- _Assigned task_: Filter these entries so that only lines with the word "than" remain.

- _Extracted material_:
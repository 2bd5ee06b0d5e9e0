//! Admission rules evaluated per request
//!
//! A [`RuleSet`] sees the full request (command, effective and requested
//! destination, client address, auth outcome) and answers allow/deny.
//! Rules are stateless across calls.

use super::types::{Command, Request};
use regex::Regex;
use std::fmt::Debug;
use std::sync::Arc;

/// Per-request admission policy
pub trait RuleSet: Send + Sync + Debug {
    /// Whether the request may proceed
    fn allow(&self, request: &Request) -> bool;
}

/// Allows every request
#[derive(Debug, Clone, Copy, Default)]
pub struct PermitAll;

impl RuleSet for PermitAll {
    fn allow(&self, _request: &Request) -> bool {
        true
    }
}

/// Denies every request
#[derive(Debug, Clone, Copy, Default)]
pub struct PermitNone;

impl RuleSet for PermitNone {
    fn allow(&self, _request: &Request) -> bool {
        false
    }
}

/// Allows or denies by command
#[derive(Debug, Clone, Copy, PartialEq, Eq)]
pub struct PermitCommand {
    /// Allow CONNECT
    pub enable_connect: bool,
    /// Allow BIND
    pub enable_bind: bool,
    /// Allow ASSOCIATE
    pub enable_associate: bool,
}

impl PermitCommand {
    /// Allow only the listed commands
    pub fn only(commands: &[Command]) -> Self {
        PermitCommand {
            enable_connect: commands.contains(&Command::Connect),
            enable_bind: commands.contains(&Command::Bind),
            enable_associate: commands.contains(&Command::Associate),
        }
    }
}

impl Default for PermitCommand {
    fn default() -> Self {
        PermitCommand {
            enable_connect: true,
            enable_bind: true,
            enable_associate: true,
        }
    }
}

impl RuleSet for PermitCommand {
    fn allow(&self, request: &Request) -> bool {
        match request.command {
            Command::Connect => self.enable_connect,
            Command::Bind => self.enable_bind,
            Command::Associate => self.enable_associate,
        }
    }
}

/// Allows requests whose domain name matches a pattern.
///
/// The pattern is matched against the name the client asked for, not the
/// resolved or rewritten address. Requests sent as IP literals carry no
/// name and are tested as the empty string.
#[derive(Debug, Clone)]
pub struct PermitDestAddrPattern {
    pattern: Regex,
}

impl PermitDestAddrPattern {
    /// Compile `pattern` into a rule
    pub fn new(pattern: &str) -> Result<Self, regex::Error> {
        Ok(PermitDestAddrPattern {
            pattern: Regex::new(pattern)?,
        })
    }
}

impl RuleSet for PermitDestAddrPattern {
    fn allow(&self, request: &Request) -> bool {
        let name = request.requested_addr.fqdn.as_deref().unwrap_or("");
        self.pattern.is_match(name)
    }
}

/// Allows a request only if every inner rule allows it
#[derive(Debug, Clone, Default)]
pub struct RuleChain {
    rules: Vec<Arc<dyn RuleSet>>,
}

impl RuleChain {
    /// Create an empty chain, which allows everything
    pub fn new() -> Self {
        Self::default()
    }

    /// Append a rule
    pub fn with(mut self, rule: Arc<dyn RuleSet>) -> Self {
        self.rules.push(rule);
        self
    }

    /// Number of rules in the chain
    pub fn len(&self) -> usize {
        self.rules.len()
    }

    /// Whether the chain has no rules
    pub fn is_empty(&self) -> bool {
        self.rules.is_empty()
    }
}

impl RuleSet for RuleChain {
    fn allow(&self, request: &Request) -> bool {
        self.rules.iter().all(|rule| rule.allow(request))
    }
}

==

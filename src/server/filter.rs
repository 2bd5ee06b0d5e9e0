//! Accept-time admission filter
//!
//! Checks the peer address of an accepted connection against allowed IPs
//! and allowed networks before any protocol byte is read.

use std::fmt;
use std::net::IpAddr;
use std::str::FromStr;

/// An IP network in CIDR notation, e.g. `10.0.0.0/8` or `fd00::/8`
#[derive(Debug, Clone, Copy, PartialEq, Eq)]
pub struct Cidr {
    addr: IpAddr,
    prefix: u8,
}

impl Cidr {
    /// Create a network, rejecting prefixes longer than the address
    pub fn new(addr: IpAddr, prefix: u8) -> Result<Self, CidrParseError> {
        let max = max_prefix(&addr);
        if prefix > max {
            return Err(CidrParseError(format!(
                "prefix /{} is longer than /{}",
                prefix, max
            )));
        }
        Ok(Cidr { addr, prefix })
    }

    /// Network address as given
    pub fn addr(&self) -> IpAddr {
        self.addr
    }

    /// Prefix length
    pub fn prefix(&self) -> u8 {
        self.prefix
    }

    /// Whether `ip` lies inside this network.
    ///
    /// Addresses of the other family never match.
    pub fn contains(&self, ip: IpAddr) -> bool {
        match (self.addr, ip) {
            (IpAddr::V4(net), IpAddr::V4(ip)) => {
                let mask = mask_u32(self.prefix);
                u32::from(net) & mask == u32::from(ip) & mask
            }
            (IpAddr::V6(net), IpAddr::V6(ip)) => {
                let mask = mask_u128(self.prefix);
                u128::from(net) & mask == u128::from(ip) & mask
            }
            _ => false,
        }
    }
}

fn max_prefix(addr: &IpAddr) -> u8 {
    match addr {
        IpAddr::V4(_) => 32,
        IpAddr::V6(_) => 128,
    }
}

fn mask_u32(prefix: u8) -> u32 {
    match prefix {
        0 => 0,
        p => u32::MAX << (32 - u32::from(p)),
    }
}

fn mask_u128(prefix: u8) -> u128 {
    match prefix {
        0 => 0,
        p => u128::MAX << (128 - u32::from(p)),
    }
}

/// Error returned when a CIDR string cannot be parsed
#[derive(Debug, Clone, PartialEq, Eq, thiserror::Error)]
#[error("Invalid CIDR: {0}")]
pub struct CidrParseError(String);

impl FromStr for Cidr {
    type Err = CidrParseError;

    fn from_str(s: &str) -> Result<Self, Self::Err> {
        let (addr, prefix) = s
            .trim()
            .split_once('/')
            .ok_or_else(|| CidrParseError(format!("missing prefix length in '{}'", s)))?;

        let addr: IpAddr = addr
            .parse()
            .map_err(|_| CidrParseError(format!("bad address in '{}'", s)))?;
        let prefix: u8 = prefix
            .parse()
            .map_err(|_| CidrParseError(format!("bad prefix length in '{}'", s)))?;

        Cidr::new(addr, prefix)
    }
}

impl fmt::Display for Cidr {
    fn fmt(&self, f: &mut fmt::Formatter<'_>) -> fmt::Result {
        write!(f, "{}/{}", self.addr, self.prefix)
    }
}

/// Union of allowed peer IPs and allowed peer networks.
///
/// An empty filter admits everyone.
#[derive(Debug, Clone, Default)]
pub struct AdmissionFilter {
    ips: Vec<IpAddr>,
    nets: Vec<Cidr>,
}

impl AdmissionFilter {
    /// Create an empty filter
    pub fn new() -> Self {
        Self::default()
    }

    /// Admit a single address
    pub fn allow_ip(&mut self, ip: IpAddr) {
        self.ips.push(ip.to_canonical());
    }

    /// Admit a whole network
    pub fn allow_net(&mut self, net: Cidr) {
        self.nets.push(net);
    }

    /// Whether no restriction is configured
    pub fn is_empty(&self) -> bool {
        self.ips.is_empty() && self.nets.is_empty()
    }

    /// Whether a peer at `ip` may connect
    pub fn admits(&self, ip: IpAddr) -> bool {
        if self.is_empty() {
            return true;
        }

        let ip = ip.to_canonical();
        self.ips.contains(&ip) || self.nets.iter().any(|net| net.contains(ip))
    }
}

==

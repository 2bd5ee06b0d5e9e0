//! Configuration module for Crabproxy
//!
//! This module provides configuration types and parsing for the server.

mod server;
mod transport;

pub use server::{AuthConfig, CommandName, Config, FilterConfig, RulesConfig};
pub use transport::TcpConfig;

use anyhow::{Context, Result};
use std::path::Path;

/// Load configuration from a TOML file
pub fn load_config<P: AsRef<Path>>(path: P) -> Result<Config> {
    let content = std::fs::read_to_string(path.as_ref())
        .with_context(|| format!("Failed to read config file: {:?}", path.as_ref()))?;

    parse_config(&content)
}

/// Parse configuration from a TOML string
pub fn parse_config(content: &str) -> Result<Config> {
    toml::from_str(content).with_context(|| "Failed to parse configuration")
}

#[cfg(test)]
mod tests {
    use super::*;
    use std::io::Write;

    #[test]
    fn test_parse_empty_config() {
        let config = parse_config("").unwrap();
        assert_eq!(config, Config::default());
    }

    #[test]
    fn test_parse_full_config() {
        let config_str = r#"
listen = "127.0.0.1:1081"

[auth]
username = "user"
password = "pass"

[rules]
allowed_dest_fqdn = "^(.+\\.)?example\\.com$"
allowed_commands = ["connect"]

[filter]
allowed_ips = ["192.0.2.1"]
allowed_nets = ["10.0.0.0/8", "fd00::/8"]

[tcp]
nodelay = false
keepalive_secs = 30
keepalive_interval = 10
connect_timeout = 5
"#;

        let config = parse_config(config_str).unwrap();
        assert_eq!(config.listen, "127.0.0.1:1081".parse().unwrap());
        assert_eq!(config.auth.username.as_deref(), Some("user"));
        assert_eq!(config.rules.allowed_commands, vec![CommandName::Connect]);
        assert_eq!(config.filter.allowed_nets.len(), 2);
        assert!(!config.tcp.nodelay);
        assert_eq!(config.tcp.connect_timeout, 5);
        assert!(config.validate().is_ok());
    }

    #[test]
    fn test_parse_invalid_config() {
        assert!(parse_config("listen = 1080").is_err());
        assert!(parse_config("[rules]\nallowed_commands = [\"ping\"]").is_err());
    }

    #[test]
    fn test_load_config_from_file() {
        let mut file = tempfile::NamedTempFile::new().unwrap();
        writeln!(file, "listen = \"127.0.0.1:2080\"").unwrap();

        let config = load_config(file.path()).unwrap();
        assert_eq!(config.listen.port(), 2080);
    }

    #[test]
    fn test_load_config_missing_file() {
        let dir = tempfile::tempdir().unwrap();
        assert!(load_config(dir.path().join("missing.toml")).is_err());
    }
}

- _Result for this exercise_:
    /// Create a network, rejecting prefixes longer than the address
                "prefix /{} is longer than /{}",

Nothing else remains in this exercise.